Integrations

Zoom vs Microsoft Teams for Small Business

By JustAddContent Team·2026-03-29·11 min read
Zoom vs Microsoft Teams for Small Business

Video conferencing became essential for small businesses during the pandemic, and it has stayed that way. Whether your team is remote, hybrid, or mostly in-office, you need a reliable platform for meetings, client calls, and team collaboration. Zoom and Microsoft Teams dominate this space, but they serve different needs and fit different business setups.

This comparison covers everything small business owners need to know about Zoom vs Microsoft Teams: video quality, pricing, collaboration features, integrations, and the real-world experience of using each platform daily.

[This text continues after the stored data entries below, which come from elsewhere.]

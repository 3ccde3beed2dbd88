//! Qdrant backend speaking the REST API.
//!
//! Each citation becomes one point with a UUID id, a single named vector (the configured vector
//! field) and a `{reference, text, timestamp}` payload. The collection uses cosine distance with
//! int8 scalar quantization; searches force exact mode so results never depend on HNSW recall.

use super::{VectorStore, VectorStoreError};
use crate::records::{CitationRecord, SearchResult, StoredDocument};
use async_trait::async_trait;
use reqwest::{Client, Method, StatusCode, Url};
use serde::Deserialize;
use serde_json::{Map, Value, json};
use uuid::Uuid;

/// Lightweight HTTP client bound to one Qdrant collection.
pub struct QdrantStore {
    client: Client,
    base_url: String,
    api_key: Option<String>,
    collection: String,
    vector_name: String,
    dimension: usize,
}

impl QdrantStore {
    /// Construct a store for `collection` on the Qdrant instance at `url`.
    pub fn new(
        url: &str,
        api_key: Option<String>,
        collection: &str,
        vector_name: &str,
        dimension: usize,
    ) -> Result<Self, VectorStoreError> {
        let client = Client::builder().user_agent("citerag/0.1").build()?;
        let base_url = normalize_base_url(url).map_err(VectorStoreError::InvalidUrl)?;
        tracing::debug!(
            url = %base_url,
            collection,
            vector = vector_name,
            has_api_key = api_key.as_deref().is_some_and(|value| !value.is_empty()),
            "Initialized Qdrant HTTP client"
        );

        Ok(Self {
            client,
            base_url,
            api_key,
            collection: collection.to_string(),
            vector_name: vector_name.to_string(),
            dimension,
        })
    }

    /// Create the collection with its named cosine vector when it does not exist yet.
    pub async fn ensure_collection(&self) -> Result<(), VectorStoreError> {
        if self.collection_exists().await? {
            tracing::debug!(collection = %self.collection, "Collection already present");
            return Ok(());
        }

        let body = json!({
            "vectors": {
                self.vector_name.clone(): {
                    "size": self.dimension,
                    "distance": "Cosine"
                }
            },
            "quantization_config": {
                "scalar": {
                    "type": "int8",
                    "always_ram": true
                }
            }
        });

        let response = self
            .request(Method::PUT, &format!("collections/{}", self.collection))
            .json(&body)
            .send()
            .await?;

        ensure_success(response, || {
            tracing::info!(
                collection = %self.collection,
                vector = %self.vector_name,
                dimension = self.dimension,
                "Collection created"
            );
        })
        .await
    }

    async fn collection_exists(&self) -> Result<bool, VectorStoreError> {
        let response = self
            .request(Method::GET, &format!("collections/{}", self.collection))
            .send()
            .await?;

        match response.status() {
            StatusCode::OK => Ok(true),
            StatusCode::NOT_FOUND => Ok(false),
            status => {
                let body = response.text().await.unwrap_or_default();
                let error = VectorStoreError::UnexpectedStatus { status, body };
                tracing::error!(collection = %self.collection, error = %error, "Collection existence check failed");
                Err(error)
            }
        }
    }

    fn check_dimension(&self, vector: &[f32]) -> Result<(), VectorStoreError> {
        if vector.len() == self.dimension {
            Ok(())
        } else {
            Err(VectorStoreError::DimensionMismatch {
                expected: self.dimension,
                actual: vector.len(),
            })
        }
    }

    fn request(&self, method: Method, path: &str) -> reqwest::RequestBuilder {
        let url = format_endpoint(&self.base_url, path);
        let mut req = self.client.request(method, url);
        if let Some(api_key) = &self.api_key
            && !api_key.is_empty()
        {
            req = req.header("api-key", api_key);
        }
        req
    }
}

#[async_trait]
impl VectorStore for QdrantStore {
    async fn insert(
        &self,
        record: &CitationRecord,
        embedding: Vec<f32>,
    ) -> Result<(), VectorStoreError> {
        self.check_dimension(&embedding)?;
        let document = StoredDocument::new(record.clone(), embedding);
        let point = build_point(&Uuid::new_v4().to_string(), &self.vector_name, document);

        let response = self
            .request(
                Method::PUT,
                &format!("collections/{}/points", self.collection),
            )
            .query(&[("wait", true)])
            .json(&json!({ "points": [point] }))
            .send()
            .await?;

        ensure_success(response, || {
            tracing::debug!(
                collection = %self.collection,
                reference = %record.reference,
                "Point inserted"
            );
        })
        .await
    }

    async fn search(
        &self,
        vector: Vec<f32>,
        top_k: usize,
    ) -> Result<Vec<SearchResult>, VectorStoreError> {
        self.check_dimension(&vector)?;
        let body = json!({
            "query": vector,
            "using": self.vector_name,
            "limit": top_k,
            "with_payload": ["reference", "text"],
            "with_vector": false,
            "params": { "exact": true },
        });

        let response = self
            .request(
                Method::POST,
                &format!("collections/{}/points/query", self.collection),
            )
            .json(&body)
            .send()
            .await?;

        if !response.status().is_success() {
            let status = response.status();
            let body = response.text().await.unwrap_or_default();
            let error = VectorStoreError::UnexpectedStatus { status, body };
            tracing::error!(collection = %self.collection, error = %error, "Qdrant search failed");
            return Err(error);
        }

        let payload: QueryResponse = response.json().await?;
        let points = match payload.result {
            QueryResponseResult::Points(points) => points,
            QueryResponseResult::Object { points } => points,
        };
        Ok(points.into_iter().map(map_query_point).collect())
    }

    async fn clear(&self) -> Result<(), VectorStoreError> {
        let response = self
            .request(
                Method::POST,
                &format!("collections/{}/points/delete", self.collection),
            )
            .query(&[("wait", true)])
            .json(&json!({ "filter": { "must": [] } }))
            .send()
            .await?;

        ensure_success(response, || {
            tracing::info!(collection = %self.collection, "Collection cleared");
        })
        .await
    }

    async fn ping(&self) -> Result<(), VectorStoreError> {
        if self.collection_exists().await? {
            Ok(())
        } else {
            Err(VectorStoreError::UnexpectedStatus {
                status: StatusCode::NOT_FOUND,
                body: format!("collection '{}' is missing", self.collection),
            })
        }
    }
}

fn build_point(id: &str, vector_name: &str, document: StoredDocument) -> Value {
    let StoredDocument {
        reference,
        text,
        document_embedding,
        timestamp,
    } = document;
    json!({
        "id": id,
        "vector": { vector_name: document_embedding },
        "payload": {
            "reference": reference,
            "text": text,
            "timestamp": timestamp,
        },
    })
}

fn map_query_point(point: QueryPoint) -> SearchResult {
    let mut payload = point.payload.unwrap_or_default();
    SearchResult {
        reference: take_string(&mut payload, "reference"),
        text: take_string(&mut payload, "text"),
        search_score: point.score,
    }
}

fn take_string(payload: &mut Map<String, Value>, key: &str) -> String {
    match payload.remove(key) {
        Some(Value::String(value)) => value,
        _ => String::new(),
    }
}

async fn ensure_success<F>(response: reqwest::Response, on_success: F) -> Result<(), VectorStoreError>
where
    F: FnOnce(),
{
    if response.status().is_success() {
        on_success();
        Ok(())
    } else {
        let status = response.status();
        let body = response.text().await.unwrap_or_default();
        let error = VectorStoreError::UnexpectedStatus { status, body };
        tracing::error!(error = %error, "Qdrant request failed");
        Err(error)
    }
}

fn normalize_base_url(url: &str) -> Result<String, String> {
    let mut parsed = Url::parse(url).map_err(|err| err.to_string())?;
    let path = parsed.path().trim_end_matches('/').to_string();
    parsed.set_path(&path);
    Ok(parsed.to_string())
}

fn format_endpoint(base: &str, path: &str) -> String {
    let base = base.trim_end_matches('/');
    let path = path.trim_start_matches('/');
    format!("{base}/{path}")
}

#[derive(Deserialize)]
struct QueryResponse {
    result: QueryResponseResult,
}

#[derive(Deserialize)]
#[serde(untagged)]
enum QueryResponseResult {
    Points(Vec<QueryPoint>),
    Object {
        #[serde(default)]
        points: Vec<QueryPoint>,
    },
}

#[derive(Deserialize)]
struct QueryPoint {
    score: f32,
    #[serde(default)]
    payload: Option<Map<String, Value>>,
}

For more video conferencing options, check our review of the best video conferencing tools for small businesses.

The Core Difference

Zoom is primarily a video conferencing platform that expanded into team chat, phone, and collaboration features. It was built from the ground up for video meetings and it shows. Zoom's core strength is making video calls easy, reliable, and high quality. Everything else (chat, whiteboards, document sharing) was added later.

Microsoft Teams is a team collaboration platform that includes video conferencing as one component. It was built as the hub for Microsoft 365 (formerly Office 365) and integrates deeply with Word, Excel, PowerPoint, SharePoint, and OneDrive. Teams' core strength is bringing communication and collaboration into one workspace alongside the Microsoft tools your team already uses.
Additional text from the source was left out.